The problem lies INSIDE the chip, not in its connection to the motherboard.
Virtually all "replacement" chips are Chinese fakes, stay away.
Either find a new motherboard (from e.g. forum member TuuS) or buy another laptop.
'Nuff said, as this subject has been discussed up the gazoo...
Re: T61 nVidia thinkpads being repaired N/C [until March 2011]
Posted: Fri Apr 24, 2015 12:44 am
by Amigaman
TuuS wrote:
Regarding the dates on the chip, any date after 08/29 should be treated as suspect, if it didn't come from Lenovo then it's probably an old chip that has been re-etched with new numbers.
No argument with that, although some genuine ones do exist (see
http://members.optusnet.com.au/rossv1/nVidia_T61p.jpg)
This is my own T61p after it was repaired by Lenovo (IBM service was still doing repairs here at the time). I was told by a person close to Lenovo that NVidia did provide a number of re-worked chips directly to Lenovo which have a newer date code.
I should mention that after two years the device failed again, but the failure was different (had the BIOS beeps to indicate video failure). My machine was running very hot prior to the failure and it had performed a thermal shutdown a couple of times. I re-flowed the GPU with a re-flow machine from work, replaced my fan/heatsink with a new one, applied AS5, operate it with the lid open (it sits in a dock most of the time) and it has worked fine since then (fingers crossed).
Re: T61 nVidia thinkpads being repaired N/C [until March 2011]
Posted: Fri Apr 24, 2015 4:17 am
by crashnburn
Thanks for the interesting insights. I figured once its fixed I could donate it somewhere in some time.
Re: T61 nVidia thinkpads being repaired N/C [until March 2011]
Posted: Sat May 02, 2015 12:44 am
by jcvjcvjcvjcv
Amigaman wrote:TuuS wrote:
Regarding the dates on the chip, any date after 08/29 should be treated as suspect, if it didn't come from Lenovo then it's probably an old chip that has been re-etched with new numbers.
No argument with that, although some genuine ones do exist (see
http://members.optusnet.com.au/rossv1/nVidia_T61p.jpg)
This is my own T61p after it was repaired by Lenovo (IBM service was still doing repairs here at the time). I was told by a person close to Lenovo that NVidia did provide a number of re-worked chips directly to Lenovo which have a newer date code.
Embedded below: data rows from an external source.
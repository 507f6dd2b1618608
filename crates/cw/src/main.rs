//! CW CLI - Campus website editor.
//!
//! Provides commands for:
//! - `serve`: Start the editing host
//! - `show`: Print the stored content document
//! - `render`: Render the page preview to HTML
//! - `set`: Replace one content field
//! - `reset`: Restore the default content
//! - `nav`: Edit the navigation menu

mod commands;
mod error;
mod output;

use clap::{Parser, Subcommand};
use tracing_subscriber::EnvFilter;

use commands::{NavArgs, RenderArgs, ResetArgs, ServeArgs, SetArgs, ShowArgs};
use error::CliError;
use output::Output;

/// CW - Campus website editor.
#[derive(Parser)]
#[command(name = "cw", version, about)]
struct Cli {
    #[command(subcommand)]
    command: Commands,
}

#[derive(Subcommand)]
enum Commands {
    /// Start the editing host.
    Serve(ServeArgs),
    /// Print the stored content document as JSON.
    Show(ShowArgs),
    /// Render the page preview to HTML.
    Render(RenderArgs),
    /// Replace the value of one content field.
    Set(SetArgs),
    /// Discard all edits and restore the default content.
    Reset(ResetArgs),
    /// Navigation menu commands.
    Nav(NavArgs),
}

fn main() {
    let cli = Cli::parse();
    let output = Output::new();

    // --verbose enables INFO level, otherwise use RUST_LOG or default to WARN
    let verbose = matches!(&cli.command, Commands::Serve(args) if args.verbose);
    let filter = if verbose {
        EnvFilter::new("info")
    } else {
        EnvFilter::from_default_env()
    };
    tracing_subscriber::fmt()
        .with_env_filter(filter)
        .with_writer(std::io::stderr)
        .init();

    let result = match cli.command {
        Commands::Serve(args) => tokio::runtime::Runtime::new()
            .map_err(CliError::from)
            .and_then(|rt| rt.block_on(args.execute())),
        Commands::Show(args) => args.execute(),
        Commands::Render(args) => args.execute(),
        Commands::Set(args) => args.execute(),
        Commands::Reset(args) => args.execute(),
        Commands::Nav(args) => args.execute(),
    };

    if let Err(err) = result {
        output.error(&format!("Error: {err}"));
        std::process::exit(1);
    }
}
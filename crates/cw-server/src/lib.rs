//! HTTP editing host for the campus website editor.
//!
//! This crate provides a native Rust HTTP server using axum, serving:
//! - The live page preview at `/`
//! - JSON endpoints for field edits, navigation editing and the editor panel
//!
//! One [`EditorSession`](cw_site::EditorSession) is shared by all requests.
//! Requests are processed one at a time against it, so every edit is
//! persisted before the next request observes the document.
//!
//! # Quick Start
//!
//! ```ignore
//! use std::path::PathBuf;
//! use cw_server::{ServerConfig, run_server};
//!
//! #[tokio::main]
//! async fn main() {
//!     let config = ServerConfig {
//!         host: "127.0.0.1".to_owned(),
//!         port: 7979,
//!         storage_dir: PathBuf::from(".cw"),
//!         storage_key: "campus-website-data".to_owned(),
//!         college_name: None,
//!     };
//!
//!     run_server(config).await.unwrap();
//! }
//! ```
//!
//! # Architecture
//!
//! ```text
//! Browser ──HTTP──► axum router (cw-server)
//!                        │
//!                        ├─► GET /            ──► cw-renderer (preview HTML)
//!                        │
//!                        └─► /api/*           ──► EditorSession (cw-site)
//!                                                      │
//!                                                      └─► ContentStore ──► FsStore
//! ```

mod app;
mod error;
mod handlers;
mod middleware;
mod state;

use std::net::SocketAddr;
use std::path::PathBuf;
use std::str::FromStr;
use std::sync::Arc;

use cw_site::{ContentStore, DEFAULT_KEY, EditorSession};
use cw_storage::{FsStore, KeyValueStore};
use state::AppState;

/// Server configuration.
#[derive(Clone, Debug)]
pub struct ServerConfig {
    /// Host address to bind to.
    pub host: String,
    /// Port to listen on.
    pub port: u16,
    /// Directory holding persisted content.
    pub storage_dir: PathBuf,
    /// Key the content document is stored under.
    pub storage_key: String,
    /// College name supplied by the host, overriding the stored one.
    pub college_name: Option<String>,
}

impl Default for ServerConfig {
    fn default() -> Self {
        Self {
            host: "127.0.0.1".to_owned(),
            port: 7979,
            storage_dir: PathBuf::from(".cw"),
            storage_key: DEFAULT_KEY.to_owned(),
            college_name: None,
        }
    }
}

/// Run the server.
///
/// # Errors
///
/// Returns an error if the address is invalid or the server fails to start.
pub async fn run_server(config: ServerConfig) -> Result<(), Box<dyn std::error::Error>> {
    let storage: Arc<dyn KeyValueStore> = Arc::new(FsStore::new(config.storage_dir.clone()));
    let store = ContentStore::new(storage, config.storage_key.clone());
    let session = EditorSession::open(store, config.college_name.clone());

    let state = Arc::new(AppState::new(session));
    let app = app::create_router(state);

    let addr = SocketAddr::from_str(&format!("{}:{}", config.host, config.port))?;
    tracing::info!(address = %addr, storage = %config.storage_dir.display(), "Starting server");

    let listener = tokio::net::TcpListener::bind(addr).await?;
    axum::serve(listener, app)
        .with_graceful_shutdown(shutdown_signal())
        .await?;

    Ok(())
}

/// Wait for shutdown signal (Ctrl-C).
async fn shutdown_signal() {
    if let Err(e) = tokio::signal::ctrl_c().await {
        tracing::warn!("failed to listen for Ctrl+C: {e}");
        std::future::pending::<()>().await;
    }
    tracing::info!("Shutdown signal received, stopping server...");
}

/// Create server configuration from the editor configuration.
#[must_use]
pub fn server_config_from_cw_config(config: &cw_config::Config) -> ServerConfig {
    ServerConfig {
        host: config.server.host.clone(),
        port: config.server.port,
        storage_dir: config.storage_resolved.dir.clone(),
        storage_key: config.storage_resolved.key.clone(),
        college_name: config.site.college_name.clone(),
    }
}

#[cfg(test)]
mod tests {
    use cw_config::Config;
    use pretty_assertions::assert_eq;

    use super::*;

    #[test]
    fn test_server_config_from_cw_config() {
        let mut config = Config::default();
        config.server.port = 8080;
        config.site.college_name = Some("Riverside College".to_owned());

        let server = server_config_from_cw_config(&config);

        assert_eq!(server.port, 8080);
        assert_eq!(server.host, "127.0.0.1");
        assert_eq!(server.storage_key, "campus-website-data");
        assert_eq!(server.college_name.as_deref(), Some("Riverside College"));
    }
}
I should mention that after two years the device failed again, but the failure was different (had the BIOS beeps to indicate video failure). My machine was running very hot prior to the failure and it had performed a thermal shutdown a couple of times. I re-flowed the GPU with a re-flow machine from work, replaced my fan/heatsink with a new one, applied AS5, operate it with the lid open (it sits in a dock most of the time) and it has worked fine since then (fingers crossed).
Interesting. Mine failed too after official Lenovo repair. At least the Intel GMA mobo dropped in price by 60% by that time..
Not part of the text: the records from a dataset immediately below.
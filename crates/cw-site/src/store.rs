//! Persistent holder of the content document.
//!
//! [`ContentStore`] owns the in-memory [`ContentDocument`] and mirrors it to a
//! single key of a [`KeyValueStore`]. Reads are lenient: whatever part of the
//! stored value still parses survives, everything else falls back to the
//! default document. Writes are best-effort except for [`ContentStore::save`].

use std::sync::Arc;

use cw_content::{ContentDocument, Field, FieldUpdate};
use cw_storage::{KeyValueStore, StorageError};
use serde_json::Value;

/// Storage key the document is persisted under unless configured otherwise.
pub const DEFAULT_KEY: &str = "campus-website-data";

/// Error returned by an explicit save.
#[derive(Debug, thiserror::Error)]
pub enum StoreError {
    /// The document could not be encoded.
    #[error("failed to encode content: {0}")]
    Encode(#[from] serde_json::Error),
    /// The storage backend rejected the write.
    #[error(transparent)]
    Storage(#[from] StorageError),
}

/// In-memory content document backed by a key-value slot.
pub struct ContentStore {
    storage: Arc<dyn KeyValueStore>,
    key: String,
    document: ContentDocument,
}

impl ContentStore {
    /// Create a store for `key` holding the default document.
    ///
    /// Nothing is read until [`load`](Self::load) is called.
    #[must_use]
    pub fn new(storage: Arc<dyn KeyValueStore>, key: impl Into<String>) -> Self {
        Self {
            storage,
            key: key.into(),
            document: ContentDocument::default(),
        }
    }

    /// Storage key of this store.
    #[must_use]
    pub fn key(&self) -> &str {
        &self.key
    }

    /// Current document.
    #[must_use]
    pub fn document(&self) -> &ContentDocument {
        &self.document
    }

    /// Read the persisted document and make it current.
    ///
    /// Missing or unreadable data yields the default document. A stored
    /// object is merged field by field over the defaults, so one malformed
    /// field does not discard the rest. Never writes to storage.
    pub fn load(&mut self) -> &ContentDocument {
        self.document = match self.storage.get(&self.key) {
            Ok(Some(raw)) => backfill(&self.key, &raw),
            Ok(None) => {
                tracing::debug!(key = %self.key, "no stored content, using defaults");
                ContentDocument::default()
            }
            Err(e) => {
                tracing::warn!(key = %self.key, "failed to read stored content: {e}");
                ContentDocument::default()
            }
        };
        &self.document
    }

    /// Replace one top-level field and persist the document.
    ///
    /// A failed write is logged; the in-memory change is kept either way.
    pub fn update(&mut self, update: FieldUpdate) -> &ContentDocument {
        let field = update.field();
        self.document.apply(update);
        if let Err(e) = self.persist() {
            tracing::warn!(key = %self.key, %field, "failed to persist content: {e}");
        }
        &self.document
    }

    /// Replace one top-level field in memory only.
    pub fn apply_transient(&mut self, update: FieldUpdate) {
        self.document.apply(update);
    }

    /// Write the current document, reporting failure to the caller.
    pub fn save(&self) -> Result<(), StoreError> {
        self.persist()?;
        tracing::info!(key = %self.key, "content saved");
        Ok(())
    }

    /// Forget the persisted document and restore the defaults.
    ///
    /// A failed removal is logged; the in-memory document is reset either way.
    pub fn reset(&mut self) -> &ContentDocument {
        if let Err(e) = self.clear() {
            tracing::warn!(key = %self.key, "failed to remove stored content: {e}");
        }
        &self.document
    }

    /// Restore the defaults and remove the persisted document, reporting
    /// a failed removal to the caller.
    pub fn clear(&mut self) -> Result<(), StoreError> {
        self.document = ContentDocument::default();
        self.storage.remove(&self.key)?;
        Ok(())
    }

    fn persist(&self) -> Result<(), StoreError> {
        let json = serde_json::to_string(&self.document)?;
        self.storage.set(&self.key, &json)?;
        Ok(())
    }
}

/// Merge a stored JSON value over the default document.
fn backfill(key: &str, raw: &str) -> ContentDocument {
    let mut document = ContentDocument::default();

    let value: Value = match serde_json::from_str(raw) {
        Ok(value) => value,
        Err(e) => {
            tracing::warn!(key, "stored content is not valid JSON, using defaults: {e}");
            return document;
        }
    };
    let Value::Object(fields) = value else {
        tracing::warn!(key, "stored content is not an object, using defaults");
        return document;
    };

    for (name, value) in fields {
        let Ok(field) = name.parse::<Field>() else {
            tracing::debug!(key, field = %name, "ignoring unknown stored field");
            continue;
        };
        match FieldUpdate::for_field(field, value) {
            Ok(update) => document.apply(update),
            Err(e) => tracing::warn!(key, %field, "discarding malformed stored field: {e}"),
        }
    }

    document
}

#[cfg(test)]
mod tests {
    use cw_content::navigation::{self, NavTemplate};
    use cw_storage::{MemoryStore, StorageErrorKind};
    use pretty_assertions::assert_eq;

    use super::*;

    fn store_with(memory: &Arc<MemoryStore>) -> ContentStore {
        ContentStore::new(Arc::clone(memory) as Arc<dyn KeyValueStore>, DEFAULT_KEY)
    }

    #[test]
    fn test_load_empty_returns_default_without_writing() {
        let memory = Arc::new(MemoryStore::new());
        let mut store = store_with(&memory);

        assert_eq!(store.load(), &ContentDocument::default());
        assert_eq!(store.load(), &ContentDocument::default());
        assert_eq!(memory.writes(), 0);
        assert_eq!(memory.peek(DEFAULT_KEY), None);
    }

    #[test]
    fn test_save_then_load_round_trip() {
        let memory = Arc::new(MemoryStore::new());
        let mut store = store_with(&memory);
        store.update(FieldUpdate::HeroTitle("Welcome".to_owned()));
        let saved = store.document().clone();

        let mut reopened = store_with(&memory);

        assert_eq!(reopened.load(), &saved);
    }

    #[test]
    fn test_update_persists_immediately() {
        let memory = Arc::new(MemoryStore::new());
        let mut store = store_with(&memory);

        store.update(FieldUpdate::Tagline("Learn".to_owned()));

        assert_eq!(memory.writes(), 1);
        let stored: Value = serde_json::from_str(&memory.peek(DEFAULT_KEY).unwrap()).unwrap();
        assert_eq!(stored["tagline"], "Learn");
    }

    #[test]
    fn test_partial_object_backfills_defaults() {
        let memory =
            Arc::new(MemoryStore::new().with_value(DEFAULT_KEY, r#"{"collegeName":"X"}"#));
        let mut store = store_with(&memory);

        let expected = ContentDocument {
            college_name: "X".to_owned(),
            ..ContentDocument::default()
        };
        assert_eq!(store.load(), &expected);
    }

    #[test]
    fn test_nested_footer_backfill() {
        let raw = r#"{"footerData":{"contactInfo":{"phone":"555"}}}"#;
        let memory = Arc::new(MemoryStore::new().with_value(DEFAULT_KEY, raw));
        let mut store = store_with(&memory);

        let doc = store.load();

        let defaults = ContentDocument::default();
        assert_eq!(doc.footer_data.contact_info.phone, "555");
        assert_eq!(
            doc.footer_data.contact_info.email,
            defaults.footer_data.contact_info.email
        );
        assert_eq!(doc.footer_data.quick_links, defaults.footer_data.quick_links);
    }

    #[test]
    fn test_malformed_field_is_dropped_individually() {
        let raw = r#"{"collegeName":"X","navigationItems":"oops","tagline":42}"#;
        let memory = Arc::new(MemoryStore::new().with_value(DEFAULT_KEY, raw));
        let mut store = store_with(&memory);

        let doc = store.load();

        let defaults = ContentDocument::default();
        assert_eq!(doc.college_name, "X");
        assert_eq!(doc.navigation_items, defaults.navigation_items);
        assert_eq!(doc.tagline, defaults.tagline);
    }

    #[test]
    fn test_navigation_entry_missing_href_keeps_stored_list() {
        let raw = r#"{"navigationItems":[
            {"id":"a","label":"Alpha","href":"/a","type":"internal"},
            {"id":"b","label":"Beta","type":"internal"}
        ]}"#;
        let memory = Arc::new(MemoryStore::new().with_value(DEFAULT_KEY, raw));
        let mut store = store_with(&memory);

        let items = &store.load().navigation_items;

        let ids: Vec<&str> = items.iter().map(|i| i.id.as_str()).collect();
        assert_eq!(ids, vec!["a", "b"]);
        assert_eq!(items[1].href, "");
    }

    #[test]
    fn test_corrupt_json_yields_default() {
        let memory = Arc::new(MemoryStore::new().with_value(DEFAULT_KEY, "{not json"));
        let mut store = store_with(&memory);

        assert_eq!(store.load(), &ContentDocument::default());
        assert_eq!(memory.writes(), 0);
    }

    #[test]
    fn test_non_object_yields_default() {
        let memory = Arc::new(MemoryStore::new().with_value(DEFAULT_KEY, "[1, 2, 3]"));
        let mut store = store_with(&memory);

        assert_eq!(store.load(), &ContentDocument::default());
    }

    #[test]
    fn test_read_failure_yields_default() {
        let memory = Arc::new(MemoryStore::new().with_read_failure(StorageErrorKind::Unavailable));
        let mut store = store_with(&memory);

        assert_eq!(store.load(), &ContentDocument::default());
    }

    #[test]
    fn test_write_failure_keeps_in_memory_change() {
        let memory =
            Arc::new(MemoryStore::new().with_write_failure(StorageErrorKind::QuotaExceeded));
        let mut store = store_with(&memory);

        let doc = store.update(FieldUpdate::CollegeName("Y".to_owned()));

        assert_eq!(doc.college_name, "Y");
        assert_eq!(memory.peek(DEFAULT_KEY), None);
    }

    #[test]
    fn test_save_reports_failure() {
        let memory =
            Arc::new(MemoryStore::new().with_write_failure(StorageErrorKind::PermissionDenied));
        let store = store_with(&memory);

        let err = store.save().unwrap_err();

        assert!(matches!(err, StoreError::Storage(e) if e.kind() == StorageErrorKind::PermissionDenied));
    }

    #[test]
    fn test_reset_removes_stored_value() {
        let memory = Arc::new(MemoryStore::new());
        let mut store = store_with(&memory);
        store.update(FieldUpdate::CollegeName("Y".to_owned()));

        let doc = store.reset().clone();

        assert_eq!(doc, ContentDocument::default());
        assert_eq!(memory.peek(DEFAULT_KEY), None);
    }

    #[test]
    fn test_clear_reports_failure_and_still_resets() {
        let memory = Arc::new(MemoryStore::new());
        let mut store = store_with(&memory);
        store.update(FieldUpdate::CollegeName("Y".to_owned()));
        memory.set_write_failure(Some(StorageErrorKind::PermissionDenied));

        let result = store.clear();

        assert!(matches!(result, Err(StoreError::Storage(_))));
        assert_eq!(store.document(), &ContentDocument::default());
        assert!(memory.peek(DEFAULT_KEY).is_some());
    }

    #[test]
    fn test_apply_transient_does_not_write() {
        let memory = Arc::new(MemoryStore::new());
        let mut store = store_with(&memory);

        store.apply_transient(FieldUpdate::CollegeName("Host".to_owned()));

        assert_eq!(store.document().college_name, "Host");
        assert_eq!(memory.writes(), 0);
    }

    #[test]
    fn test_add_research_scenario() {
        let memory = Arc::new(MemoryStore::new());
        let mut store = store_with(&memory);
        store.load();

        let items = navigation::add_item(
            &store.document().navigation_items,
            Some(NavTemplate::new(
                "Research",
                "/research",
                navigation::NavKind::Internal,
            )),
        );
        store.update(FieldUpdate::NavigationItems(items));

        let mut reopened = store_with(&memory);
        let labels: Vec<&str> = reopened
            .load()
            .navigation_items
            .iter()
            .map(|i| i.label.as_str())
            .collect();
        assert_eq!(
            labels,
            vec!["Home", "Departments", "Admissions", "About", "Contact", "Research"]
        );
    }
}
Re: T61 nVidia thinkpads being repaired N/C [until March 2011]
Posted: Sun Jul 19, 2015 8:30 am
by crashnburn
RealBlackStuff wrote:Reballing an nVidia chip is useless and a waste of money.
The problem lies INSIDE the chip, not in its connection to the motherboard.
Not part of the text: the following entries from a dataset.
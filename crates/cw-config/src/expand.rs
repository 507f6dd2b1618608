//! `${VAR}` expansion for configuration strings.

use crate::ConfigError;

/// Expand environment variable references in a string.
///
/// - `${VAR}` expands to the value of VAR and fails if it is unset
/// - `${VAR:-default}` falls back to `default` when VAR is unset
///
/// Strings without `${` are returned unchanged, so a lone `$` in a path or
/// college name is kept literally.
pub(crate) fn expand_env(value: &str, field: &str) -> Result<String, ConfigError> {
    if !value.contains("${") {
        return Ok(value.to_owned());
    }

    shellexpand::env_with_context(value, |var| -> Result<Option<String>, MissingVar> {
        std::env::var(var)
            .map(Some)
            .map_err(|_| MissingVar(var.to_owned()))
    })
    .map(std::borrow::Cow::into_owned)
    .map_err(|e| ConfigError::EnvVar {
        field: field.to_owned(),
        message: format!("${{{}}} not set", e.cause.0),
    })
}

/// Name of an environment variable that was referenced but not set.
struct MissingVar(String);
//! Application state.
//!
//! Shared state for all request handlers.

use std::sync::{Mutex, MutexGuard, PoisonError};

use cw_site::EditorSession;

/// Application state shared across all handlers.
///
/// Every request locks the session, runs to completion (including the
/// storage write) and releases it before responding. The lock is never
/// held across an `.await`.
pub(crate) struct AppState {
    session: Mutex<EditorSession>,
}

impl AppState {
    pub(crate) fn new(session: EditorSession) -> Self {
        Self {
            session: Mutex::new(session),
        }
    }

    /// Lock the editing session.
    ///
    /// A panic in another handler leaves the session consistent, since each
    /// operation replaces whole fields, so a poisoned lock is recovered.
    pub(crate) fn session(&self) -> MutexGuard<'_, EditorSession> {
        self.session.lock().unwrap_or_else(PoisonError::into_inner)
    }
}
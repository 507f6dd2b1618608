//! HTML preview rendering for the campus website editor.
//!
//! This crate turns a [`ContentDocument`](cw_content::ContentDocument) into
//! the page preview shown next to the editor, and decides which fields the
//! editor panel binds for the current target section and tab.
//!
//! # Example
//!
//! ```
//! use cw_content::{ContentDocument, SectionId};
//! use cw_renderer::render;
//!
//! let html = render(&ContentDocument::default(), Some(SectionId::Hero));
//! assert!(html.contains(r#"class="cw-section editing" data-section="hero""#));
//! ```

mod escape;
mod page;
mod panel;

pub use escape::escape_html;
pub use page::{RenderState, render, render_with};
pub use panel::{EditorPanel, PanelField, editor_fields};
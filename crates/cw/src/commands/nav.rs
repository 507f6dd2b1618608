//! `cw nav` command implementations.
//!
//! Unlike the library operations, which ignore ids that do not exist, the
//! CLI reports an unknown id as an error so a typo never looks like success.

use std::fmt::Write as _;
use std::io::{self, Write};

use clap::{Args, Subcommand};
use cw_content::FieldUpdate;
use cw_content::navigation::{self, NavKind, NavPatch, NavTemplate, NavigationItem};
use cw_site::ContentStore;

use super::StoreArgs;
use crate::error::CliError;
use crate::output::Output;

/// Arguments for the nav command.
#[derive(Args)]
pub(crate) struct NavArgs {
    #[command(flatten)]
    store: StoreArgs,

    #[command(subcommand)]
    command: NavCommand,
}

/// Navigation menu commands.
#[derive(Subcommand)]
pub(crate) enum NavCommand {
    /// List menu entries with their ids.
    List,
    /// Append a top-level entry.
    Add(EntryArgs),
    /// Change fields of a top-level entry.
    Update {
        /// Entry id.
        id: String,
        #[command(flatten)]
        entry: EntryArgs,
    },
    /// Remove a top-level entry and its children.
    Remove {
        /// Entry id.
        id: String,
    },
    /// Move a top-level entry from one position to another.
    Move {
        /// Current position (0-based).
        from: usize,
        /// New position (0-based).
        to: usize,
    },
    /// Append a child to a dropdown entry.
    AddChild {
        /// Parent entry id.
        parent: String,
        #[command(flatten)]
        entry: EntryArgs,
    },
    /// Change fields of a child entry.
    UpdateChild {
        /// Parent entry id.
        parent: String,
        /// Child entry id.
        child: String,
        #[command(flatten)]
        entry: EntryArgs,
    },
    /// Remove a child entry.
    RemoveChild {
        /// Parent entry id.
        parent: String,
        /// Child entry id.
        child: String,
    },
    /// Move a child entry within its parent.
    MoveChild {
        /// Parent entry id.
        parent: String,
        /// Current position (0-based).
        from: usize,
        /// New position (0-based).
        to: usize,
    },
}

/// Visible fields of a menu entry. Omitted fields keep their value.
#[derive(Args)]
pub(crate) struct EntryArgs {
    /// Display label.
    #[arg(short, long)]
    label: Option<String>,

    /// Link target.
    #[arg(long)]
    href: Option<String>,

    /// Link kind: internal, external or dropdown.
    #[arg(short, long)]
    kind: Option<NavKind>,
}

impl EntryArgs {
    fn patch(&self) -> NavPatch {
        NavPatch {
            label: self.label.clone(),
            href: self.href.clone(),
            kind: self.kind,
        }
    }

    fn template(&self, base: NavTemplate) -> NavTemplate {
        NavTemplate {
            label: self.label.clone().unwrap_or(base.label),
            href: self.href.clone().unwrap_or(base.href),
            kind: self.kind.unwrap_or(base.kind),
        }
    }
}

impl NavArgs {
    /// Execute the nav subcommand.
    pub(crate) fn execute(self) -> Result<(), CliError> {
        let (_, mut store) = self.store.open_store()?;

        if matches!(self.command, NavCommand::List) {
            write!(io::stdout(), "{}", list(&store.document().navigation_items))?;
            return Ok(());
        }

        apply(&mut store, &self.command)?;
        Output::new().success("Navigation updated");
        Ok(())
    }
}

/// Apply `command` to the stored menu and write the document.
fn apply(store: &mut ContentStore, command: &NavCommand) -> Result<(), CliError> {
    let items = edit(&store.document().navigation_items, command)?;
    store.apply_transient(FieldUpdate::NavigationItems(items));
    store.save()?;
    Ok(())
}

/// Compute the edited menu, rejecting ids that do not exist.
fn edit(items: &[NavigationItem], command: &NavCommand) -> Result<Vec<NavigationItem>, CliError> {
    let edited = match command {
        NavCommand::List => items.to_vec(),
        NavCommand::Add(entry) => {
            navigation::add_item(items, Some(entry.template(NavTemplate::default())))
        }
        NavCommand::Update { id, entry } => {
            require_item(items, id)?;
            navigation::update_item(items, id, &entry.patch())
        }
        NavCommand::Remove { id } => {
            require_item(items, id)?;
            navigation::remove_item(items, id)
        }
        NavCommand::Move { from, to } => navigation::reorder(items, *from, *to),
        NavCommand::AddChild { parent, entry } => {
            require_item(items, parent)?;
            navigation::add_child(items, parent, Some(entry.template(NavTemplate::child())))
        }
        NavCommand::UpdateChild {
            parent,
            child,
            entry,
        } => {
            require_child(items, parent, child)?;
            navigation::update_child(items, parent, child, &entry.patch())
        }
        NavCommand::RemoveChild { parent, child } => {
            require_child(items, parent, child)?;
            navigation::remove_child(items, parent, child)
        }
        NavCommand::MoveChild { parent, from, to } => {
            require_item(items, parent)?;
            navigation::reorder_children(items, parent, *from, *to)
        }
    };
    Ok(edited)
}

fn require_item<'a>(items: &'a [NavigationItem], id: &str) -> Result<&'a NavigationItem, CliError> {
    items
        .iter()
        .find(|item| item.id == id)
        .ok_or_else(|| CliError::ItemNotFound(id.to_owned()))
}

fn require_child(items: &[NavigationItem], parent: &str, child: &str) -> Result<(), CliError> {
    if require_item(items, parent)?.children.iter().any(|c| c.id == child) {
        Ok(())
    } else {
        Err(CliError::ChildNotFound {
            parent: parent.to_owned(),
            child: child.to_owned(),
        })
    }
}

/// One line per entry, children indented under their parent.
fn list(items: &[NavigationItem]) -> String {
    let mut out = String::new();
    for item in items {
        writeln!(out, "{}\t{}\t{}\t{}", item.id, item.label, item.kind, item.href).unwrap();
        for child in &item.children {
            writeln!(
                out,
                "  {}\t{}\t{}\t{}",
                child.id, child.label, child.kind, child.href
            )
            .unwrap();
        }
    }
    out
}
Virtually all "replacement" chips are Chinese fakes, stay away.
Either find a new motherboard (from e.g. forum member TuuS) or buy another laptop.
'Nuff said, as this subject has been discussed up the gazoo...
I bet RBS that you are right. I am wondering if the following information has been observed or shared here so far?
A - My T61 w NVS 140M goes poof, but when I let it rest for a long period of time (a month or so) it comes back up for a month or so. If something goes bust internally that should not happen.
grafix wrote:This is what is really guilty?
1. Binder (without lead)
2. Nvidia chipset
3. Soldering points on the board
4. Cooling
If the chip is to blame if you can replace the 570M chip to another? which works with the T61p motherboard?
B - I know I asked before but what if its merely a Reflow/ Cooling fix? Did anyone try to Reflow/ Reball this one?
I have not seen a post mentioning A behavior or B posted online.
If someone did, I cant seem to find any post/ link that says so. Please point me to those.